HOW TO COMPLETE THIS TASK
Set down the whole listing that follows, precisely as written.

EXTRACTED DATA
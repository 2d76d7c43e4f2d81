// SPDX-FileCopyrightText: 2026 Sigil Contributors
// SPDX-License-Identifier: MIT OR Apache-2.0

//! Subcommand implementations wiring the vault to the terminal.

use std::path::{Path, PathBuf};
use std::sync::Arc;
use std::time::Duration;

use secrecy::ExposeSecret;
use sigil_config::{SessionRecord, SigilConfig};
use sigil_core::{SecretBackend, SecretId, SigilError};
use sigil_storage::SqliteBackend;
use sigil_vault::{EnablePersistence, StoreOptions, Vault};
use tracing::warn;

use crate::prompt;
use crate::Commands;

pub async fn run(command: Commands, config: SigilConfig) -> Result<(), SigilError> {
    let vault = build_vault(&config).await?;

    match command {
        Commands::Status => status(&vault).await,
        Commands::Set {
            value,
            kind,
            label,
            ttl_secs,
        } => set(&vault, value, &kind, label, ttl_secs).await,
        Commands::Get { id } => get(&vault, &id).await,
        Commands::List => list(&vault).await,
        Commands::Remove { id } => {
            vault.remove_secret(&SecretId(id)).await?;
            println!("removed");
            Ok(())
        }
        Commands::Unlock => unlock(&vault).await,
        Commands::EnablePersistence { password_protected } => {
            let password = if password_protected {
                Some(prompt::get_password_with_confirm("New vault password")?)
            } else {
                None
            };
            vault
                .enable_persistence(EnablePersistence {
                    password_protected,
                    password,
                })
                .await?;
            println!("persistence enabled");
            Ok(())
        }
        Commands::DisablePersistence { clear } => {
            vault.disable_persistence(clear).await?;
            println!("persistence disabled");
            Ok(())
        }
        Commands::ChangePassword => {
            let old = prompt::get_password("Current vault password")?;
            let new = prompt::get_password_with_confirm("New vault password")?;
            vault
                .change_password(new.expose_secret(), old.expose_secret())
                .await?;
            println!("password changed");
            Ok(())
        }
        Commands::RemoveProtection => {
            vault.remove_password_protection().await?;
            println!("password protection removed -- persisted data wiped");
            Ok(())
        }
        Commands::Inject {
            file,
            path,
            kind,
            label,
        } => inject(&vault, &file, &path, &kind, label.as_deref()).await,
        Commands::Resolve { file } => resolve(&vault, &file).await,
    }
}

/// Open the durable store (degrading to memory-only when unavailable),
/// load the session record, and construct the vault.
async fn build_vault(config: &SigilConfig) -> Result<Vault, SigilError> {
    let backend: Option<Arc<dyn SecretBackend>> = match SqliteBackend::open(&config.storage).await
    {
        Ok(backend) => Some(Arc::new(backend)),
        Err(e) => {
            warn!(error = %e, "durable store unavailable -- memory-only session");
            None
        }
    };

    let session_path = PathBuf::from(&config.storage.session_path);
    let session = SessionRecord::load(&session_path)?;
    let vault = Vault::new(config.vault.clone(), backend, session, session_path);
    if let Err(e) = vault.init().await {
        warn!(error = %e, "could not load persisted secrets");
    }
    Ok(vault)
}

async fn status(vault: &Vault) -> Result<(), SigilError> {
    let status = vault.status().await;
    println!("persistence enabled:  {}", status.persistence_enabled);
    println!("password protected:   {}", status.password_protected);
    println!("active master key:    {}", status.has_active_master_key);
    println!("live secrets:         {}", status.secret_count);
    if status.needs_unlock {
        println!("vault is locked -- run `sigil unlock`");
    }
    Ok(())
}

async fn set(
    vault: &Vault,
    value: Option<String>,
    kind: &str,
    label: Option<String>,
    ttl_secs: Option<u64>,
) -> Result<(), SigilError> {
    let value = match value {
        Some(value) => value,
        None => prompt::get_secret_value()?,
    };
    let id = vault
        .store_secret(
            &value,
            kind,
            StoreOptions {
                ttl: ttl_secs.map(Duration::from_secs),
                label,
                persist: None,
            },
        )
        .await?;
    println!("{id}");
    Ok(())
}

async fn get(vault: &Vault, id: &str) -> Result<(), SigilError> {
    match vault.get_secret(&SecretId(id.to_string())).await? {
        Some(value) => {
            println!("{}", value.expose_secret());
            Ok(())
        }
        None => {
            eprintln!("no such secret (unknown or expired id)");
            std::process::exit(1);
        }
    }
}

async fn list(vault: &Vault) -> Result<(), SigilError> {
    let status = vault.status().await;
    if status.needs_unlock {
        println!("vault is locked -- run `sigil unlock`");
        return Ok(());
    }
    let secrets = vault.list_secrets().await;
    if secrets.is_empty() {
        println!("no secrets");
        return Ok(());
    }
    for meta in secrets {
        println!(
            "{}  {:<10}  expires {}  {}",
            meta.id,
            meta.kind,
            meta.expires_at.format("%Y-%m-%d %H:%M:%S"),
            meta.label.as_deref().unwrap_or("-"),
        );
    }
    Ok(())
}

async fn unlock(vault: &Vault) -> Result<(), SigilError> {
    if !vault.status().await.needs_unlock {
        println!("vault is not locked");
        return Ok(());
    }
    let password = prompt::get_password("Vault password")?;
    let loaded = vault.unlock_database(password.expose_secret()).await?;
    println!("unlocked -- {loaded} secrets loaded");
    Ok(())
}

async fn inject(
    vault: &Vault,
    file: &Path,
    path: &str,
    kind: &str,
    label: Option<&str>,
) -> Result<(), SigilError> {
    let tree: serde_json::Value = serde_json::from_str(&std::fs::read_to_string(file)?)
        .map_err(|e| SigilError::Serialization(format!("{}: {e}", file.display())))?;
    let value = prompt::get_secret_value()?;

    let injected = sigil_refs::inject_reference(vault, &tree, path, &value, kind, label).await?;
    std::fs::write(
        file,
        serde_json::to_string_pretty(&injected)
            .map_err(|e| SigilError::Serialization(e.to_string()))?,
    )?;
    println!("reference written to {} at {path}", file.display());
    Ok(())
}

async fn resolve(vault: &Vault, file: &Path) -> Result<(), SigilError> {
    let tree: serde_json::Value = serde_json::from_str(&std::fs::read_to_string(file)?)
        .map_err(|e| SigilError::Serialization(format!("{}: {e}", file.display())))?;

    let resolved = sigil_refs::resolve_references(vault, &tree).await;
    println!(
        "{}",
        serde_json::to_string_pretty(&resolved)
            .map_err(|e| SigilError::Serialization(e.to_string()))?
    );
    Ok(())
}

RESULT OF THIS TASK
repository 2d76d7c43e4f2d81
// SPDX-FileCopyrightText: 2026 Sigil Contributors
// SPDX-License-Identifier: MIT OR Apache-2.0

//! Subcommand implementations wiring the vault to the terminal.

use std::path::{Path, PathBuf};
use std::sync::Arc;
use std::time::Duration;

use secrecy::ExposeSecret;
use sigil_config::{SessionRecord, SigilConfig};
use sigil_core::{SecretBackend, SecretId, SigilError};
use sigil_storage::SqliteBackend;
use sigil_vault::{EnablePersistence, StoreOptions, Vault};
use tracing::warn;

use crate::prompt;
use crate::Commands;

pub async fn run(command: Commands, config: SigilConfig) -> Result<(), SigilError> {
    let vault = build_vault(&config).await?;

    match command {
        Commands::Status => status(&vault).await,
        Commands::Set {
            value,
            kind,
            label,
            ttl_secs,
        } => set(&vault, value, &kind, label, ttl_secs).await,
        Commands::Get { id } => get(&vault, &id).await,
        Commands::List => list(&vault).await,
        Commands::Remove { id } => {
            vault.remove_secret(&SecretId(id)).await?;
            println!("removed");
            Ok(())
        }
        Commands::Unlock => unlock(&vault).await,
        Commands::EnablePersistence { password_protected } => {
            let password = if password_protected {
                Some(prompt::get_password_with_confirm("New vault password")?)
            } else {
                None
            };
            vault
                .enable_persistence(EnablePersistence {
                    password_protected,
                    password,
                })
                .await?;
            println!("persistence enabled");
            Ok(())
        }
        Commands::DisablePersistence { clear } => {
            vault.disable_persistence(clear).await?;
            println!("persistence disabled");
            Ok(())
        }
        Commands::ChangePassword => {
            let old = prompt::get_password("Current vault password")?;
            let new = prompt::get_password_with_confirm("New vault password")?;
            vault
                .change_password(new.expose_secret(), old.expose_secret())
                .await?;
            println!("password changed");
            Ok(())
        }
        Commands::RemoveProtection => {
            vault.remove_password_protection().await?;
            println!("password protection removed -- persisted data wiped");
            Ok(())
        }
        Commands::Inject {
            file,
            path,
            kind,
            label,
        } => inject(&vault, &file, &path, &kind, label.as_deref()).await,
        Commands::Resolve { file } => resolve(&vault, &file).await,
    }
}

/// Open the durable store (degrading to memory-only when unavailable),
/// load the session record, and construct the vault.
async fn build_vault(config: &SigilConfig) -> Result<Vault, SigilError> {
    let backend: Option<Arc<dyn SecretBackend>> = match SqliteBackend::open(&config.storage).await
    {
        Ok(backend) => Some(Arc::new(backend)),
        Err(e) => {
            warn!(error = %e, "durable store unavailable -- memory-only session");
            None
        }
    };

    let session_path = PathBuf::from(&config.storage.session_path);
    let session = SessionRecord::load(&session_path)?;
    let vault = Vault::new(config.vault.clone(), backend, session, session_path);
    if let Err(e) = vault.init().await {
        warn!(error = %e, "could not load persisted secrets");
    }
    Ok(vault)
}

async fn status(vault: &Vault) -> Result<(), SigilError> {
    let status = vault.status().await;
    println!("persistence enabled:  {}", status.persistence_enabled);
    println!("password protected:   {}", status.password_protected);
    println!("active master key:    {}", status.has_active_master_key);
    println!("live secrets:         {}", status.secret_count);
    if status.needs_unlock {
        println!("vault is locked -- run `sigil unlock`");
    }
    Ok(())
}

async fn set(
    vault: &Vault,
    value: Option<String>,
    kind: &str,
    label: Option<String>,
    ttl_secs: Option<u64>,
) -> Result<(), SigilError> {
    let value = match value {
        Some(value) => value,
        None => prompt::get_secret_value()?,
    };
    let id = vault
        .store_secret(
            &value,
            kind,
            StoreOptions {
                ttl: ttl_secs.map(Duration::from_secs),
                label,
                persist: None,
            },
        )
        .await?;
    println!("{id}");
    Ok(())
}

async fn get(vault: &Vault, id: &str) -> Result<(), SigilError> {
    match vault.get_secret(&SecretId(id.to_string())).await? {
        Some(value) => {
            println!("{}", value.expose_secret());
            Ok(())
        }
        None => {
            eprintln!("no such secret (unknown or expired id)");
            std::process::exit(1);
        }
    }
}

async fn list(vault: &Vault) -> Result<(), SigilError> {
    let status = vault.status().await;
    if status.needs_unlock {
        println!("vault is locked -- run `sigil unlock`");
        return Ok(());
    }
    let secrets = vault.list_secrets().await;
    if secrets.is_empty() {
        println!("no secrets");
        return Ok(());
    }
    for meta in secrets {
        println!(
            "{}  {:<10}  expires {}  {}",
            meta.id,
            meta.kind,
            meta.expires_at.format("%Y-%m-%d %H:%M:%S"),
            meta.label.as_deref().unwrap_or("-"),
        );
    }
    Ok(())
}

async fn unlock(vault: &Vault) -> Result<(), SigilError> {
    if !vault.status().await.needs_unlock {
        println!("vault is not locked");
        return Ok(());
    }
    let password = prompt::get_password("Vault password")?;
    let loaded = vault.unlock_database(password.expose_secret()).await?;
    println!("unlocked -- {loaded} secrets loaded");
    Ok(())
}

async fn inject(
    vault: &Vault,
    file: &Path,
    path: &str,
    kind: &str,
    label: Option<&str>,
) -> Result<(), SigilError> {
    let tree: serde_json::Value = serde_json::from_str(&std::fs::read_to_string(file)?)
        .map_err(|e| SigilError::Serialization(format!("{}: {e}", file.display())))?;
    let value = prompt::get_secret_value()?;

    let injected = sigil_refs::inject_reference(vault, &tree, path, &value, kind, label).await?;
    std::fs::write(
        file,
        serde_json::to_string_pretty(&injected)
            .map_err(|e| SigilError::Serialization(e.to_string()))?,
    )?;
    println!("reference written to {} at {path}", file.display());
    Ok(())
}

async fn resolve(vault: &Vault, file: &Path) -> Result<(), SigilError> {
    let tree: serde_json::Value = serde_json::from_str(&std::fs::read_to_string(file)?)
        .map_err(|e| SigilError::Serialization(format!("{}: {e}", file.display())))?;

    let resolved = sigil_refs::resolve_references(vault, &tree).await;
    println!(
        "{}",
        serde_json::to_string_pretty(&resolved)
            .map_err(|e| SigilError::Serialization(e.to_string()))?
    );
    Ok(())
}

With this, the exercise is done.